DNA Isolation, Polymerase Chain Reaction, and Sequencing
Tumor specimens obtained at the time of primary diagnosis or study entry were collected to analyze the gene status of EGFR, k-ras, and PIK3CA. Paraffin-embedded tissue sections were macrodissected, and total genomic DNA was isolated using QIAamp DNA extraction kits (Qiagen, Venlo, the Netherlands). Nested polymerase chain reactions were carried out using the isolated DNA as template and external and internal primers as previously described.¹⁷ Sequencing of polymerase chain reaction products was performed using the BigDye Terminator v3.1 Cycle Sequencing Kit (Applied Biosystems, Foster City, CA), M13 primers,¹⁷ and the ABI PRISM 310 Genetic Analyzer (Applied Biosystems).

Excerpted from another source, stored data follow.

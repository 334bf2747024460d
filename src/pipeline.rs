//! Download, extract and format one version inside a staging directory.

use std::fs;
use std::sync::Arc;

use camino::{Utf8Path, Utf8PathBuf};
use chrono::Local;
use serde::Serialize;
use tracing::debug;

use crate::adapter::Adapter;
use crate::config::{ConfiguredRun, ResolvedConfig};
use crate::domain::{Category, DataSourceId};
use crate::error::DataSourceError;
use crate::progress::ProgressSink;
use crate::recipe::FormatOptions;
use crate::transfer::Transfer;

const STAGING_SUFFIX: &str = "temporary_output_directory";

#[derive(Debug, Clone, Copy, PartialEq, Eq)]
pub struct RunOptions {
    pub workers: usize,
    pub keep_staging: bool,
}

impl Default for RunOptions {
    fn default() -> Self {
        Self {
            workers: 1,
            keep_staging: false,
        }
    }
}

/// Batch-wide settings given on the command line.
#[derive(Debug, Clone, Copy, Default, PartialEq, Eq)]
pub struct BatchOptions {
    /// Overrides both the per-entry and the file-level worker count.
    pub workers: Option<usize>,
    pub keep_staging: bool,
}

impl BatchOptions {
    fn run_options(&self, config: &ResolvedConfig, entry: &ConfiguredRun) -> RunOptions {
        RunOptions {
            workers: self.workers.or(entry.workers).unwrap_or(config.workers).max(1),
            keep_staging: self.keep_staging,
        }
    }
}

#[derive(Debug, Clone)]
pub struct RunRequest {
    pub id: DataSourceId,
    pub version: String,
    pub output_dir: Utf8PathBuf,
    pub options: RunOptions,
}

#[derive(Debug, Clone, Serialize)]
pub struct RunResult {
    pub category: Category,
    pub source: String,
    pub version: String,
    pub output_path: String,
    pub rows_written: usize,
    pub skipped_records: usize,
    /// Set when the staging directory was kept.
    pub staging_directory: Option<String>,
}

#[derive(Debug, Clone, Serialize)]
pub struct BatchResult {
    pub runs: Vec<RunResult>,
}

#[derive(Debug, Clone, Serialize)]
pub struct SourceList {
    pub category: Category,
    pub sources: Vec<String>,
}

#[derive(Debug, Clone, Serialize)]
pub struct VersionEntry {
    pub version: String,
    pub citation: String,
}

#[derive(Debug, Clone, Serialize)]
pub struct VersionList {
    pub category: Category,
    pub source: String,
    pub versions: Vec<VersionEntry>,
}

#[derive(Clone)]
pub struct Pipeline<T: Transfer + Clone> {
    transfer: T,
}

impl<T: Transfer + Clone> Pipeline<T> {
    pub fn new(transfer: T) -> Self {
        Self { transfer }
    }

    pub fn list_sources(&self, category: Category) -> SourceList {
        SourceList {
            category,
            sources: DataSourceId::names_in(category)
                .into_iter()
                .map(str::to_string)
                .collect(),
        }
    }

    pub fn list_versions(&self, category: Category, name: &str) -> Result<VersionList, DataSourceError> {
        let id = DataSourceId::resolve(category, name)?;
        let catalog = Adapter::new(id, self.transfer.clone()).supported_versions()?;
        Ok(VersionList {
            category,
            source: id.name().to_string(),
            versions: catalog
                .iter()
                .map(|(version, citation)| VersionEntry {
                    version: version.to_string(),
                    citation: citation.to_string(),
                })
                .collect(),
        })
    }

    pub fn run(
        &self,
        request: &RunRequest,
        sink: Option<Arc<dyn ProgressSink>>,
    ) -> Result<RunResult, DataSourceError> {
        let mut adapter = Adapter::new(request.id, self.transfer.clone());
        if let Some(sink) = sink {
            adapter = adapter.with_sink(sink);
        }

        let version = request.version.as_str();
        adapter.recipe(version)?;

        let output_dir = request.output_dir.as_std_path();
        fs::create_dir_all(output_dir)
            .map_err(|err| DataSourceError::Filesystem(format!("{}: {err}", request.output_dir)))?;
        let staging = staging_dir(&request.output_dir);
        fs::create_dir_all(staging.as_std_path())
            .map_err(|err| DataSourceError::Filesystem(format!("{staging}: {err}")))?;
        debug!(staging = %staging, "staging directory created");

        adapter.download(version, staging.as_std_path())?;
        adapter.extract(version, staging.as_std_path(), staging.as_std_path())?;
        let report = adapter.format(
            version,
            staging.as_std_path(),
            output_dir,
            &FormatOptions {
                workers: request.options.workers.max(1),
            },
        )?;

        let staging_directory = if request.options.keep_staging {
            Some(staging.to_string())
        } else {
            fs::remove_dir_all(staging.as_std_path())
                .map_err(|err| DataSourceError::Filesystem(format!("{staging}: {err}")))?;
            None
        };

        Ok(RunResult {
            category: request.id.category(),
            source: request.id.name().to_string(),
            version: request.version.clone(),
            output_path: report.output_path.display().to_string(),
            rows_written: report.rows_written,
            skipped_records: report.skipped_records,
            staging_directory,
        })
    }

    /// Runs every configured entry in order; the first failure ends the batch.
    pub fn run_batch(
        &self,
        config: &ResolvedConfig,
        options: BatchOptions,
        sink: Option<Arc<dyn ProgressSink>>,
    ) -> Result<BatchResult, DataSourceError> {
        let mut runs = Vec::with_capacity(config.runs.len());
        for entry in &config.runs {
            let request = RunRequest {
                id: entry.id,
                version: entry.version.clone(),
                output_dir: config.output_directory.clone(),
                options: options.run_options(config, entry),
            };
            runs.push(self.run(&request, sink.clone())?);
        }
        Ok(BatchResult { runs })
    }
}

/// `{output}/{YYYYMMDDHHMMSS}_temporary_output_directory`
pub fn staging_dir(output_dir: &Utf8Path) -> Utf8PathBuf {
    output_dir.join(format!("{}_{STAGING_SUFFIX}", Local::now().format("%Y%m%d%H%M%S")))
}

#[cfg(test)]
mod tests {
    use super::*;

    #[test]
    fn staging_dir_is_timestamped_under_output() {
        let staging = staging_dir(Utf8Path::new("data"));
        assert_eq!(staging.parent(), Some(Utf8Path::new("data")));
        let name = staging.file_name().unwrap();
        let (timestamp, suffix) = name.split_once('_').unwrap();
        assert_eq!(timestamp.len(), 14);
        assert!(timestamp.chars().all(|c| c.is_ascii_digit()));
        assert_eq!(suffix, STAGING_SUFFIX);
    }

    fn config_with(entry_workers: Option<usize>) -> (ResolvedConfig, ConfiguredRun) {
        let entry = ConfiguredRun {
            id: DataSourceId::OrdReaction,
            version: "v_release_main".to_string(),
            workers: entry_workers,
        };
        let config = ResolvedConfig {
            schema_version: 1,
            output_directory: Utf8PathBuf::from("."),
            workers: 2,
            timeout_secs: None,
            runs: vec![entry.clone()],
        };
        (config, entry)
    }

    #[test]
    fn command_line_workers_win_over_entry_and_file() {
        let (config, entry) = config_with(Some(8));
        let options = BatchOptions {
            workers: Some(3),
            keep_staging: true,
        };
        assert_eq!(
            options.run_options(&config, &entry),
            RunOptions {
                workers: 3,
                keep_staging: true
            }
        );
        assert_eq!(BatchOptions::default().run_options(&config, &entry).workers, 8);

        let (config, entry) = config_with(None);
        assert_eq!(BatchOptions::default().run_options(&config, &entry).workers, 2);
    }

    #[test]
    fn sources_are_listed_per_category() {
        let pipeline = Pipeline::new(
            crate::transfer::HttpTransfer::new(crate::transfer::TransferSettings::default()).unwrap(),
        );
        assert_eq!(
            pipeline.list_sources(Category::ReactionRule).sources,
            vec!["miscellaneous", "retro_rules"]
        );
    }
}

Immunohistochemical Staining
Tumor slides were deparaffinized, autoclaved in 10 mmol/L of citrate buffer (pH 6.0), and incubated with EGFR antibody (VUMC, homemade antibody), p-Akt (Ser 473) antibody (#9277; Cell Signaling, Beverly, MA), or P-p44/42 Mapk (Thr202/Tyr204) antibody (#9106; Cell Signaling) overnight at 4°C. The sections were developed using the DAKO EnVision visualization system (DAKO, Copenhagen, Denmark). At present, there are no validated scoring systems for interpreting immunohistochemical staining for EGFR, p-Akt, or p-Erk. We used a system for interpreting EGFR staining that was based on scoring human epidermal growth factor receptor 2 staining,¹⁸ as follows: 0, none of the tumor cells stained; 1+, the staining of the tumor cell membranes was weak and incomplete; 2+, the staining of the tumor cell membranes was moderate and complete; and 3+, the staining of the tumor cell membranes was strong and complete. Interpreting p-Akt and p-Erk staining was based on staining incidence and intensity, as follows: 0, none of the tumor cells stained; 1+, less than 10% of the tumor cells stained weakly; 2+, more than 10% of the tumor cells stained moderately; and 3+, more than 25% of the tumor cells stained strongly. Interpretation of immunohistochemically stained slides was performed by a pathologist (G.A.M.) who was blinded to the clinical data.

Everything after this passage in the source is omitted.